Un pour tous, tous pour un… aime-t-elle crier haut et fort ! Parce que Christine, c’est aussi une militante. Elle ne croît pas que les vins naturels soient une mode de bobos, une différence pratiquée par des paysans néo-intellectuels, elle y voit des réponses à la question de notre avenir :

« Je crois que ce n’est pas seulement dans le monde du vin où se marque un tournant dans tout le monde paysan, beaucoup de questions se font jour ;  on le voit à travers différents procès en France et ces questions surgissent dans un milieu où la puissance de l’argent a toujours été très forte et je pense qu’il faut absolument soutenir toutes les luttes paysannes agricoles et vinicoles. En Italie, aussi, on a vu des amendes hors normes infligées à des vignerons pour avoir utilisé le mot “naturel”.

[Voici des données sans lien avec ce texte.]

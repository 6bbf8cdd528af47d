//! Adapter from a [`VersionScheme`] to a directive [`Checker`].

use crate::error::Result;
use crate::scheme::VersionScheme;
use cutter_core::{Checker, ExpressionResult};
use tracing::trace;

/// Tests directive expressions as version predicates against a fixed target.
///
/// Expressions the scheme cannot parse are `NotApplicable`, so later checkers
/// still get a chance.
///
/// ```
/// use cutter_core::{Checker, ExpressionResult};
/// use cutter_version::{SemverScheme, VersionChecker};
///
/// let checker = VersionChecker::new(SemverScheme, "1.20.4").unwrap();
/// assert_eq!(checker.check(false, ">=1.20"), ExpressionResult::True);
/// assert_eq!(checker.check(false, "~1.19"), ExpressionResult::False);
/// assert_eq!(checker.check(false, "debug"), ExpressionResult::NotApplicable);
/// ```
#[derive(Debug)]
pub struct VersionChecker<S: VersionScheme> {
    scheme: S,
    target: S::Version,
}

impl<S: VersionScheme> VersionChecker<S> {
    /// Resolve `target` with `scheme` once, up front.
    pub fn new(scheme: S, target: &str) -> Result<Self> {
        let target = scheme.parse_version(target)?;
        Ok(Self { scheme, target })
    }

    pub fn target(&self) -> &S::Version {
        &self.target
    }
}

impl<S: VersionScheme> Checker for VersionChecker<S> {
    fn check(&self, _previous: bool, expression: &str) -> ExpressionResult {
        match self.scheme.test(&self.target, expression) {
            Ok(value) => value.into(),
            Err(e) => {
                trace!(scheme = self.scheme.name(), expression, error = %e, "not a version predicate");
                ExpressionResult::NotApplicable
            }
        }
    }
}
//! Sample sources with directives, written as they sit on disk before any run.

/// A class with an `if`/`else` block on `~1.20.1`, currently switched to 1.20.x.
pub const COMPAT_JAVA: &str = "\
package demo;

class Compat {
    /*? if ~1.20.1 {*/
    void render() { newApi(); }
    /*?} else {*/
    /*void render() { oldApi(); }*/
    /*?} */
}
";

/// The same class after switching to 1.19.
pub const COMPAT_JAVA_1_19: &str = "\
package demo;

class Compat {
    /*? if ~1.20.1 {*//*
    void render() { newApi(); }
    *//*?} else {*/
    void render() { oldApi(); }
    /*?} */
}
";

/// Single-line directives only.
pub const REGISTRY_KT: &str = "\
object Registry {
    fun init() {
        /*? if >=1.20 */
        registerNew()
        /*? if <1.20 */
        /*registerOld()*/
    }
}
";

/// `REGISTRY_KT` after switching to 1.19.
pub const REGISTRY_KT_1_19: &str = "\
object Registry {
    fun init() {
        /*? if >=1.20 */
/*        registerNew()*/
        /*? if <1.20 */
        registerOld()
    }
}
";

/// No directives at all.
pub const PLAIN_JAVA: &str = "class Plain {}\n";

/// A closer with no open block.
pub const BROKEN_JAVA: &str = "class Broken {\n    /*?}*/\n}\n";
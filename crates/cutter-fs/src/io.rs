//! Atomic I/O operations with file locking

use crate::{Error, Result};
use fs2::FileExt;
use std::fs::{self, OpenOptions};
use std::io::Write;
use std::path::Path;

/// Write content atomically to a file with locking.
///
/// Uses write-to-temp-then-rename strategy to prevent partial writes.
/// Acquires an advisory lock to prevent concurrent access.
pub fn write_atomic(path: &Path, content: &[u8]) -> Result<()> {
    if let Some(parent) = path.parent().filter(|p| !p.as_os_str().is_empty()) {
        fs::create_dir_all(parent).map_err(|e| Error::io(parent, e))?;
    }

    // Same directory keeps the rename on one filesystem
    let temp_name = format!(
        ".{}.{}.tmp",
        path.file_name()
            .map(|n| n.to_string_lossy())
            .unwrap_or_default(),
        std::process::id()
    );
    let temp_path = path.with_file_name(&temp_name);

    let mut temp_file = OpenOptions::new()
        .write(true)
        .create(true)
        .truncate(true)
        .open(&temp_path)
        .map_err(|e| Error::io(&temp_path, e))?;

    temp_file
        .lock_exclusive()
        .map_err(|_| Error::LockFailed {
            path: path.to_path_buf(),
        })?;

    let written = temp_file
        .write_all(content)
        .and_then(|()| temp_file.sync_all());
    if let Err(e) = written {
        let _ = fs::remove_file(&temp_path);
        return Err(Error::io(&temp_path, e));
    }

    temp_file.unlock().map_err(|_| Error::LockFailed {
        path: path.to_path_buf(),
    })?;
    drop(temp_file);

    fs::rename(&temp_path, path).map_err(|e| {
        let _ = fs::remove_file(&temp_path);
        Error::io(path, e)
    })
}

/// Read a file's raw bytes.
pub fn read_bytes(path: &Path) -> Result<Vec<u8>> {
    fs::read(path).map_err(|e| Error::io(path, e))
}

/// Read text content from a file.
pub fn read_text(path: &Path) -> Result<String> {
    fs::read_to_string(path).map_err(|e| Error::io(path, e))
}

Souvent on se dit que nous ne sommes pas nombreux et pourtant la grande industrie s’intéresse à nous ou pour écraser ou pour utiliser.
Je ne pense pas que ce soit une nouvelle classe qui naît, c’est surtout une multitude de mouvements qui se lèvent pour essayer d’être utile à la lutte qui s’organise contre la destruction de la planète. Aujourd’hui cette lutte est entrée dans les médias, ce n’est plus une utopie. »

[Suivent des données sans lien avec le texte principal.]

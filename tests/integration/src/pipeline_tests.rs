//! End-to-end runs over a small multi-version project
//!
//! Config file -> task -> processed tree, switched across several targets.

use cutter_core::{Evaluator, ExpressionResult};
use cutter_fs::{CutTask, TaskConfig};
use cutter_test_utils::SourceTree;
use cutter_version::{SemverScheme, VersionChecker};
use pretty_assertions::assert_eq;
use rstest::rstest;
use std::sync::Arc;

/// Written as it would look while developing against 1.21.
const MOD_JAVA: &str = "\
class Mod {
    void init() {
        /*? if >=1.21 {*/
        latest();
        /*?} else if >=1.20 {*/
        /*modern();*/
        /*?} else {*/
        /*legacy();*/
        /*?} */
    }
}
";

const CALLS: [&str; 3] = ["latest();", "modern();", "legacy();"];

/// What a compiler sees: the text with every block comment removed.
fn compiled(source: &str) -> String {
    let mut out = String::new();
    let mut rest = source;
    while let Some(start) = rest.find("/*") {
        out.push_str(&rest[..start]);
        match rest[start + 2..].find("*/") {
            Some(end) => rest = &rest[start + 2 + end + 2..],
            None => return out,
        }
    }
    out.push_str(rest);
    out
}

fn active_calls(source: &str) -> Vec<&'static str> {
    let code = compiled(source);
    CALLS.into_iter().filter(|call| code.contains(call)).collect()
}

fn switch(tree: &SourceTree, target: &str) -> cutter_fs::TaskReport {
    CutTask::new(TaskConfig::new(tree.root(), target))
        .unwrap()
        .run()
        .unwrap()
}

#[rstest]
#[case("1.21.3", "latest();")]
#[case("1.20.4", "modern();")]
#[case("1.20", "modern();")]
#[case("1.19.2", "legacy();")]
fn test_exactly_one_branch_compiles(#[case] target: &str, #[case] expected: &str) {
    let tree = SourceTree::new().with_file("src/Mod.java", MOD_JAVA);

    switch(&tree, target);
    assert_eq!(active_calls(&tree.read("src/Mod.java")), vec![expected]);

    let again = switch(&tree, target);
    assert!(again.modified.is_empty(), "second run changed {:?}", again.modified);
}

#[test]
fn test_switching_through_every_target() {
    let tree = SourceTree::new().with_file("src/Mod.java", MOD_JAVA);

    for (target, expected) in [
        ("1.19", "legacy();"),
        ("1.20.4", "modern();"),
        ("1.21", "latest();"),
        ("1.20.1", "modern();"),
        ("1.19.4", "legacy();"),
    ] {
        switch(&tree, target);
        let source = tree.read("src/Mod.java");
        assert_eq!(active_calls(&source), vec![expected], "at {target}:\n{source}");
    }
}

#[test]
fn test_chain_output_at_middle_version() {
    let tree = SourceTree::new().with_file("src/Mod.java", MOD_JAVA);
    switch(&tree, "1.20.4");

    tree.assert_file_eq(
        "src/Mod.java",
        "\
class Mod {
    void init() {
        /*? if >=1.21 {*//*
        latest();
        *//*?} else if >=1.20 {*/
        modern();
        /*?} else {*/
        /*legacy();*/
        /*?} */
    }
}
",
    );
}

#[test]
fn test_config_file_drives_whole_project() {
    let tree = SourceTree::new()
        .with_file("project/src/Mod.java", MOD_JAVA)
        .with_file("project/src/README.md", "/*? if >=1.21 */ not code\n")
        .with_file(
            "project/cutter.yaml",
            "input: src\noutput: build/1.19\ntarget: '1.19'\nextensions: [java]\n",
        );

    let config = TaskConfig::load(&tree.path("project/cutter.yaml")).unwrap();
    let report = CutTask::new(config).unwrap().run().unwrap();

    assert_eq!(report.processed, 1);
    assert_eq!(report.written, 1);
    assert_eq!(
        active_calls(&tree.read("project/build/1.19/Mod.java")),
        vec!["legacy();"]
    );
    tree.assert_file_eq("project/src/Mod.java", MOD_JAVA);
    tree.assert_file_not_exists("project/build/1.19/README.md");
}

#[test]
fn test_custom_checker_alongside_versions() {
    let loader = |_: bool, expression: &str| -> ExpressionResult {
        match expression {
            "fabric" => ExpressionResult::True,
            "forge" => ExpressionResult::False,
            _ => ExpressionResult::NotApplicable,
        }
    };
    let evaluator = Evaluator::builder()
        .checker(loader)
        .checker(VersionChecker::new(SemverScheme, "1.20.4").unwrap())
        .build();

    let tree = SourceTree::new().with_file(
        "Entry.java",
        "/*? if forge */\nforgeInit();\n/*? if fabric */\n/*fabricInit();*/\n/*? if <1.20 */\nold();\n",
    );
    let config = TaskConfig::new(tree.root(), "1.20.4");
    let report = CutTask::with_evaluator(config, Arc::new(evaluator))
        .run()
        .unwrap();

    assert_eq!(report.modified.len(), 1);
    tree.assert_file_eq(
        "Entry.java",
        "/*? if forge */\n/*forgeInit();*/\n/*? if fabric */\nfabricInit();\n/*? if <1.20 */\n/*old();*/\n",
    );
}

#[test]
fn test_one_evaluator_shared_across_threads() {
    let evaluator = Arc::new(
        Evaluator::builder()
            .checker(VersionChecker::new(SemverScheme, "1.19").unwrap())
            .build(),
    );
    let trees: Vec<SourceTree> = (0..4)
        .map(|_| SourceTree::new().with_file("Mod.java", MOD_JAVA))
        .collect();

    std::thread::scope(|scope| {
        for tree in &trees {
            let evaluator = Arc::clone(&evaluator);
            scope.spawn(move || {
                CutTask::with_evaluator(TaskConfig::new(tree.root(), "1.19"), evaluator)
                    .run()
                    .unwrap();
            });
        }
    });

    let first = trees[0].read("Mod.java");
    assert_eq!(active_calls(&first), vec!["legacy();"]);
    for tree in &trees[1..] {
        assert_eq!(tree.read("Mod.java"), first);
    }
}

Même si je ne l’ai rencontrée à ce jour qu’une seule fois, Christine est déjà pour moi une évidence de passion de vie.
Cette évidence de vie qui a marqué de sa patte, de ses rencontres le monde du Vin Naturel comme celles de François Morel, de tous les vignerons qu’elle a côtoyé mais aussi de Jean Paul Rocher, éditeur aujourd’hui disparu et cher à nos « Tronches de Vin », de Marie, la fille de Paul qui continue le travail de son père comme la publication des écrits de Jules Chauvet et de tous ces bistrots rejetons des Envièrges comme le Baratin, le Verre Volé, ces endroits on parle de ce merveilleux monde des vins naturels sans que la nuit ne nous arrête.

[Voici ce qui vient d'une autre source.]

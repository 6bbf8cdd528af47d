//! CLI argument parsing using clap derive

use clap::{Args, Parser, Subcommand};
use clap_complete::Shell;
use cutter_version::SchemeKind;
use std::path::PathBuf;

/// Cutter - switch version-conditional source comments to a target version
#[derive(Parser, Debug)]
#[command(name = "cutter")]
#[command(author, version, about, long_about = None)]
pub struct Cli {
    /// Enable verbose output
    #[arg(short, long, global = true)]
    pub verbose: bool,

    #[command(subcommand)]
    pub command: Commands,
}

#[derive(Subcommand, Debug, Clone, PartialEq, Eq)]
pub enum Commands {
    /// Process a source tree for a target version
    ///
    /// Settings come from --config when given; flags override them.
    ///
    /// Examples:
    ///   cutter run --input src --target 1.19.4
    ///   cutter run --config cutter.toml --dry-run
    ///   cutter run --input src --output build/src --target 1.20 --ext java
    Run(RunArgs),

    /// Process one file and print the result to stdout
    File {
        /// File to process
        path: PathBuf,

        /// Version to switch to
        #[arg(short, long)]
        target: String,

        /// Version scheme used to read the target and predicates
        #[arg(long, default_value_t = SchemeKind::Semver)]
        scheme: SchemeKind,

        /// Also accept `true`/`false` as expressions
        #[arg(long)]
        debug: bool,
    },

    /// Generate shell completions
    ///
    /// Examples:
    ///   cutter completions bash > ~/.local/share/bash-completion/completions/cutter
    ///   cutter completions zsh > ~/.zfunc/_cutter
    Completions {
        #[arg(value_enum)]
        shell: Shell,
    },
}

#[derive(Args, Debug, Clone, Default, PartialEq, Eq)]
pub struct RunArgs {
    /// Task config file (.toml, .json, .yaml)
    #[arg(short, long, env = "CUTTER_CONFIG")]
    pub config: Option<PathBuf>,

    /// Input directory or file
    #[arg(short, long)]
    pub input: Option<PathBuf>,

    /// Output root; files are rewritten in place when omitted
    #[arg(short, long)]
    pub output: Option<PathBuf>,

    /// Version to switch to
    #[arg(short, long)]
    pub target: Option<String>,

    /// Version scheme used to read the target and predicates
    #[arg(long)]
    pub scheme: Option<SchemeKind>,

    /// Also accept `true`/`false` as expressions
    #[arg(long)]
    pub debug: bool,

    /// Only process files with this extension (repeatable)
    #[arg(short = 'e', long = "ext")]
    pub extensions: Vec<String>,

    /// Report failing files and continue instead of stopping
    #[arg(short, long)]
    pub keep_going: bool,

    /// Process without writing anything
    #[arg(long)]
    pub dry_run: bool,
}
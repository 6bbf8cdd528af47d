//! Expression evaluation against an ordered chain of checkers.
//!
//! A directive's condition text is offered to each [`Checker`] in turn; the
//! first one that answers `True` or `False` decides. Checkers that do not
//! understand the text answer [`ExpressionResult::NotApplicable`].
//!
//! ```
//! use cutter_core::eval::Evaluator;
//!
//! let evaluator = Evaluator::literal();
//! assert!(evaluator.resolve(false, "if true").unwrap());
//! assert!(!evaluator.resolve(false, "false").unwrap());
//! // A taken branch disables every later branch of the chain.
//! assert!(!evaluator.resolve(true, "else if true").unwrap());
//! ```

use crate::error::SyntaxErrorKind;
use std::fmt;

const ELSE: &str = "else";
const ELIF: &str = "elif";
const IF: &str = "if";

/// Tri-state answer of a single checker.
#[derive(Debug, Clone, Copy, PartialEq, Eq)]
pub enum ExpressionResult {
    True,
    False,
    /// The checker does not recognize the expression.
    NotApplicable,
}

impl ExpressionResult {
    pub fn value(self) -> Option<bool> {
        match self {
            Self::True => Some(true),
            Self::False => Some(false),
            Self::NotApplicable => None,
        }
    }
}

impl From<bool> for ExpressionResult {
    fn from(value: bool) -> Self {
        if value { Self::True } else { Self::False }
    }
}

impl From<Option<bool>> for ExpressionResult {
    fn from(value: Option<bool>) -> Self {
        value.map_or(Self::NotApplicable, Self::from)
    }
}

/// A pluggable predicate over directive expressions.
///
/// `previous` tells whether an earlier branch of the same if/else chain was
/// taken. Most checkers ignore it.
pub trait Checker: Send + Sync {
    fn check(&self, previous: bool, expression: &str) -> ExpressionResult;
}

impl<F> Checker for F
where
    F: Fn(bool, &str) -> ExpressionResult + Send + Sync,
{
    fn check(&self, previous: bool, expression: &str) -> ExpressionResult {
        self(previous, expression)
    }
}

/// Recognizes the literals `true` and `false`. Debugging and test aid.
#[derive(Debug, Clone, Copy, Default)]
pub struct LiteralChecker;

impl Checker for LiteralChecker {
    fn check(&self, _previous: bool, expression: &str) -> ExpressionResult {
        match expression {
            "true" => ExpressionResult::True,
            "false" => ExpressionResult::False,
            _ => ExpressionResult::NotApplicable,
        }
    }
}

/// Resolves directive expressions to booleans.
///
/// The checker list is fixed once built, so an evaluator can be shared
/// read-only between concurrent runs.
pub struct Evaluator {
    checkers: Vec<Box<dyn Checker>>,
}

impl Evaluator {
    pub fn builder() -> EvaluatorBuilder {
        EvaluatorBuilder::default()
    }

    /// An evaluator that only understands `true` and `false`.
    pub fn literal() -> Self {
        Self::builder().literals(true).build()
    }

    /// Number of configured checkers.
    pub fn len(&self) -> usize {
        self.checkers.len()
    }

    pub fn is_empty(&self) -> bool {
        self.checkers.is_empty()
    }

    /// Resolve `expression` given whether a previous branch was taken.
    ///
    /// # Errors
    /// `EmptyExpression` when nothing remains after the keywords, and
    /// `UnresolvedExpression` when every checker answers `NotApplicable`.
    pub fn resolve(&self, previous: bool, expression: &str) -> Result<bool, SyntaxErrorKind> {
        if previous {
            return Ok(false);
        }

        let mut expression = expression.trim();
        if let Some(rest) = strip_keyword(expression, ELSE) {
            if rest.is_empty() {
                return Ok(!previous);
            }
            expression = rest;
        } else if let Some(rest) = strip_keyword(expression, ELIF) {
            expression = rest;
        }
        if let Some(rest) = strip_keyword(expression, IF) {
            expression = rest;
        }

        if expression.is_empty() {
            return Err(SyntaxErrorKind::EmptyExpression);
        }

        for checker in &self.checkers {
            if let Some(value) = checker.check(previous, expression).value() {
                return Ok(value);
            }
        }
        Err(SyntaxErrorKind::UnresolvedExpression {
            expression: expression.to_string(),
        })
    }
}

impl fmt::Debug for Evaluator {
    fn fmt(&self, f: &mut fmt::Formatter<'_>) -> fmt::Result {
        f.debug_struct("Evaluator")
            .field("checkers", &self.checkers.len())
            .finish()
    }
}

/// Collects checkers in resolution order.
#[derive(Default)]
pub struct EvaluatorBuilder {
    literals: bool,
    checkers: Vec<Box<dyn Checker>>,
}

impl EvaluatorBuilder {
    /// Put a [`LiteralChecker`] in front of the other checkers.
    pub fn literals(mut self, enabled: bool) -> Self {
        self.literals = enabled;
        self
    }

    pub fn checker(mut self, checker: impl Checker + 'static) -> Self {
        self.checkers.push(Box::new(checker));
        self
    }

    pub fn boxed(mut self, checker: Box<dyn Checker>) -> Self {
        self.checkers.push(checker);
        self
    }

    pub fn build(self) -> Evaluator {
        let mut checkers: Vec<Box<dyn Checker>> = Vec::with_capacity(self.checkers.len() + 1);
        if self.literals {
            checkers.push(Box::new(LiteralChecker));
        }
        checkers.extend(self.checkers);
        Evaluator { checkers }
    }
}

/// Strip `keyword` when it stands as a whole word at the start of `text`.
fn strip_keyword<'a>(text: &'a str, keyword: &str) -> Option<&'a str> {
    let rest = text.strip_prefix(keyword)?;
    match rest.chars().next() {
        None => Some(rest),
        Some(c) if c.is_whitespace() => Some(rest.trim_start()),
        Some(_) => None,
    }
}
//! Command implementations

mod file;
mod run;

pub use file::run_file;
pub use run::run_task;
//! Error types for cutter-version

/// Errors raised while parsing versions and predicates.
#[derive(Debug, thiserror::Error)]
pub enum Error {
    /// Invalid version string.
    #[error("invalid version '{version}': {source}")]
    InvalidVersion {
        version: String,
        source: semver::Error,
    },

    /// Predicate text that is not a version predicate.
    #[error("invalid predicate '{predicate}': {reason}")]
    InvalidPredicate { predicate: String, reason: String },

    /// The scheme cannot evaluate predicates at all.
    #[error("the {scheme} scheme does not evaluate predicates")]
    Unsupported { scheme: &'static str },
}

pub type Result<T> = std::result::Result<T, Error>;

Merci à toi, Christine d’incarner dans la réalité mes rêves, mes passions mes utopies aussi, puisque celle-ci s’appelle Vini di Vignaoli à… Bruxelles et qu’elle pourrait bien m’aider à rendre réalité, elle et ses « amis » de Fornovo, ça tombe bien, les défis et les batailles, elle aime ça !

Cet article est basé sur un texte en italien que Christine avait écrit sur sa vie, ainsi que de deux entretiens  que nous avons eu, un à Milan, l’autre par courriel.